El paquete caret es un framework que unifica diferentes metodos para crear modelos predictions. El manual se encuentra disponible en github page.
set.seed(1)
library(caret)
library(readr)
library(tidyr)
raw_data <- read.csv("train.csv", stringsAsFactors=FALSE)
raw_data
Nuestro archivo train.csv es el unico archivo que contiene observaciones, por lo que lo vamos a utilizar para entrenar y evaluar nuestro modelo de machine learning. Primero separamos el archivo train.csv
en dos utilizando la funcion createDataPartition. A la función se le indica como parametro la clase (Survive en este caso) y el por centaje en el que vamos a separar el dataset. En ete caso vamos a separarlo en un 80/20. Es decir 80% del dataset sera para entrenar y un 20% para testear.
Para ajustar los parametros de los modelo se utilizan diferentes tecnicas que utilizaran train_data
. Normalmente se utilizan tecnicas de resampling que lo que hacen es partir de diferente manera los datos para luego entrenar y validar los resultados. Todo este proceso caret lo hace automaticamente a traves de trainControl
. En este caso le indicamos que vamos a aplicar un metodo de validacion Cruzada (CrossValidation) de 2x4. Lo que significa que a data_train
lo vamos a separar en 4 partes y vamos a usar 3 partes para entrenar un modelo y la restante para validarlo.
train_control <- trainControl(method="cv", number=5)
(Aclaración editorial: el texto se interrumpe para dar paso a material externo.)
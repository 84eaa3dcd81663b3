//! The stock [`AstarPather`] over a [`Grid`].

use std::f64::consts::SQRT_2;

use gridnav_core::{Grid, Point};

use crate::neighbors::{corners_open, is_step, push_moves};
use crate::options::{Connectivity, SearchOptions};
use crate::traits::{AstarPather, Pather, WeightedPather};

/// Cost of an orthogonal step.
pub const ORTHOGONAL_COST: f64 = 1.0;

/// Cost of a diagonal step.
pub const DIAGONAL_COST: f64 = SQRT_2;

/// Cost of the single step `from -> to`.
#[inline]
pub fn step_cost(from: Point, to: Point) -> f64 {
    if from.is_diagonal_to(to) {
        DIAGONAL_COST
    } else {
        ORTHOGONAL_COST
    }
}

/// Moves over the passable cells of a [`Grid`] according to a set of
/// [`SearchOptions`].
#[derive(Debug, Clone, Copy)]
pub struct GridPather<'a> {
    grid: &'a Grid,
    options: SearchOptions,
}

impl<'a> GridPather<'a> {
    pub fn new(grid: &'a Grid, options: SearchOptions) -> Self {
        Self { grid, options }
    }

    #[inline]
    pub fn grid(&self) -> &'a Grid {
        self.grid
    }

    #[inline]
    pub fn options(&self) -> SearchOptions {
        self.options
    }

    /// Whether a single step `from -> to` is legal: `to` is passable, the
    /// displacement fits the connectivity, and the corner rule holds.
    pub fn allows(&self, from: Point, to: Point) -> bool {
        if !is_step(from, to, self.options.connectivity) || !self.grid.is_passable(to) {
            return false;
        }
        if self.options.connectivity == Connectivity::Eight
            && !self.options.allow_corner_cutting
            && from.is_diagonal_to(to)
        {
            return corners_open(from, to, &|q| self.grid.is_passable(q));
        }
        true
    }
}

impl Pather for GridPather<'_> {
    fn neighbors(&self, p: Point, buf: &mut Vec<Point>) {
        push_moves(
            p,
            self.options.connectivity,
            self.options.allow_corner_cutting,
            &|q| self.grid.is_passable(q),
            buf,
        );
    }
}

impl WeightedPather for GridPather<'_> {
    #[inline]
    fn cost(&self, from: Point, to: Point) -> f64 {
        step_cost(from, to)
    }
}

impl AstarPather for GridPather<'_> {
    #[inline]
    fn estimate(&self, from: Point, to: Point) -> f64 {
        self.options.heuristic.estimate(from, to)
    }
}
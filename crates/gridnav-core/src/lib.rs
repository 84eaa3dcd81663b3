//! **gridnav-core**: the occupancy model for grid navigation.
//!
//! This crate provides the types the path finder searches over: geometry
//! primitives, terrain kinds with a configurable passability predicate, the
//! owned occupancy [`Grid`], rasterisation of continuous-space obstacles, and
//! simple terrain generators.

pub mod error;
pub mod geom;
pub mod grid;
pub mod mapgen;
pub mod obstacle;
pub mod terrain;

pub use error::{GridError, Result};
pub use geom::{Point, Range};
pub use grid::Grid;
pub use mapgen::{TerrainGen, layered_pattern};
pub use obstacle::{CellMapping, Obstacle};
pub use terrain::{Passability, TerrainKind};

#[cfg(all(test, feature = "serde"))]
mod serde_tests {
    use super::*;

    #[test]
    fn grid_round_trip() {
        let mut grid = Grid::from_ascii("..#\n,~.").unwrap();
        grid.set_passability(Passability::default().allow(TerrainKind::Water));
        let json = serde_json::to_string(&grid).unwrap();
        let back: Grid = serde_json::from_str(&json).unwrap();
        assert_eq!(back, grid);
        assert!(back.is_passable(Point::new(1, 1)));
    }

    #[test]
    fn grid_rejects_inconsistent_shape() {
        let short = r#"{"cells":[],"width":5,"height":5,"passability":{"mask":1}}"#;
        let err = serde_json::from_str::<Grid>(short).unwrap_err();
        assert!(err.to_string().contains("holds 0 cells, expected 25"), "{err}");

        let flat = r#"{"cells":["Open"],"width":0,"height":1,"passability":{"mask":1}}"#;
        let err = serde_json::from_str::<Grid>(flat).unwrap_err();
        assert!(err.to_string().contains("must be positive"), "{err}");

        let ok = r#"{"cells":["Open","Wall"],"width":2,"height":1,"passability":{"mask":1}}"#;
        let grid: Grid = serde_json::from_str(ok).unwrap();
        assert!(grid.is_passable(Point::new(0, 0)));
        assert!(!grid.is_passable(Point::new(1, 0)));
    }

    #[test]
    fn obstacle_round_trip() {
        let obs = vec![Obstacle::rect(1.0, 2.0, 3.0, 4.0), Obstacle::circle(5.0, 6.0, 7.0)];
        let json = serde_json::to_string(&obs).unwrap();
        let back: Vec<Obstacle> = serde_json::from_str(&json).unwrap();
        assert_eq!(back, obs);
    }
}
El campo Survived tiene los valores [0,1], los cuales pueden incorrectamente considerarse como numeros cuando en realidad se trata de categorias. Para esto resulta necesario convertirlos a factores.
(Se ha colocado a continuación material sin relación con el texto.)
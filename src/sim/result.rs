use average::Mean;
use serde::Serialize;

use super::job::ProcessStats;
use crate::core::{GanttEntry, RunCtx, Ticks};

/// Everything one Round-Robin run produced. Rows are in arrival order, ties
/// in input order.
#[derive(Debug, Clone, Default, PartialEq, Serialize)]
pub struct SimulationResult {
    pub quantum: Ticks,
    pub processes: Vec<ProcessStats>,
    pub gantt: Vec<GanttEntry>,
    pub context_switches: usize,
}

impl SimulationResult {
    pub(crate) fn from_ctx(ctx: &RunCtx, quantum: Ticks) -> Self {
        let processes = ctx
            .order
            .iter()
            .map(|&task_id| {
                let task = ctx.task(task_id);
                let completion = task
                    .completion_time
                    .expect("Finished run left a task without completion time");
                let first_run = task
                    .first_run
                    .expect("Finished run left a task that never ran");
                let arrival = task.process.arrival;
                let turnaround = completion - arrival;
                ProcessStats {
                    process: task.process.clone(),
                    completion,
                    turnaround,
                    waiting: turnaround - task.process.burst,
                    response: first_run - arrival,
                }
            })
            .collect();

        Self {
            quantum,
            processes,
            context_switches: context_switches(&ctx.gantt),
            gantt: ctx.gantt.clone(),
        }
    }

    pub fn get(&self, id: &str) -> Option<&ProcessStats> {
        self.processes.iter().find(|row| row.process.id == id)
    }

    /// End of the last slice, or 0 for an empty trace.
    pub fn makespan(&self) -> Ticks {
        self.gantt.last().map_or(0, |entry| entry.end)
    }

    pub fn total_burst(&self) -> Ticks {
        self.processes.iter().map(|row| row.process.burst).sum()
    }

    pub fn avg_waiting(&self) -> f64 {
        avg(self.processes.iter().map(|row| row.waiting))
    }

    pub fn avg_turnaround(&self) -> f64 {
        avg(self.processes.iter().map(|row| row.turnaround))
    }

    pub fn avg_response(&self) -> f64 {
        avg(self.processes.iter().map(|row| row.response))
    }
}

/// Adjacent slices that belong to different processes.
pub fn context_switches(gantt: &[GanttEntry]) -> usize {
    gantt
        .windows(2)
        .filter(|pair| pair[0].process_id != pair[1].process_id)
        .count()
}

// Mean of an empty set is 0
fn avg(iter: impl Iterator<Item = Ticks>) -> f64 {
    iter.map(|t| t as f64).collect::<Mean>().mean()
}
La funcion train entrena un modelo. El primer parametro Survived~.
es lo que se conoce como sintaxis de formula en R. Y basicamente se indica a la funcion que vamos a utilizar Survived como la clase a predecir y el .
indica que utilicemos TODOS los atributos(columnas) durante el entrenamiento.
glm_model1 <- train(Survived ~ ., data = train_data, method = "glm", family = "binomial",trainControl=train_control)
Error in na.fail.default(list(Survived = c(0L, 1L, 1L, 1L, 0L, 0L, 0L, :
missing values in object
El modelo deberia dar un error, ya que existen ciertos registros que no tiene valores. (NA). Esto podemos verifcarlo:
sapply(raw_data, anyNA)
PassengerId Survived Pclass Name Sex Age SibSp Parch Ticket Fare Cabin
FALSE FALSE FALSE FALSE FALSE TRUE FALSE FALSE FALSE FALSE FALSE
Embarked
FALSE
Se verifica que los campos Age
, Cabin
y Embarked
contienen datos incompletos. Podemos intentar solucionar esto, pero lo veremos mas adelante. Por ahora simplemente eliminemoslos.
train_data_removed<-train_data %>% select(-Age,-Cabin,-Embarked)
glm_model1 <- train(Survived ~ ., data = train_data_removed, method = "glm", family = "binomial",trainControl=train_control)
You are trying to do regression and your outcome only has two possible values Are you trying to do classification? If so, use a 2 level factor as your outcome column.model fit failed for Resample01: parameter=none Error in glm.control(trainControl = list(method = "cv", number = 5, repeats = NA, :
unused argument (trainControl = list("cv", 5, NA, "grid", 0.75, NULL, 1, TRUE, 0, FALSE, TRUE, "final", FALSE, FALSE, function (data, lev = NULL, model = NULL)
{
if (is.character(data$obs)) data$obs <- factor(data$obs, levels = lev)
postResample(data[, "pred"], data[, "obs"])
}, "best", list(0.95, 3, 5, 19, 10, 0.9), NULL, NULL, NULL, NULL, 0, c(FALSE, FALSE), NA, list(5, 0.05, "gls", TRUE), FALSE, TRUE))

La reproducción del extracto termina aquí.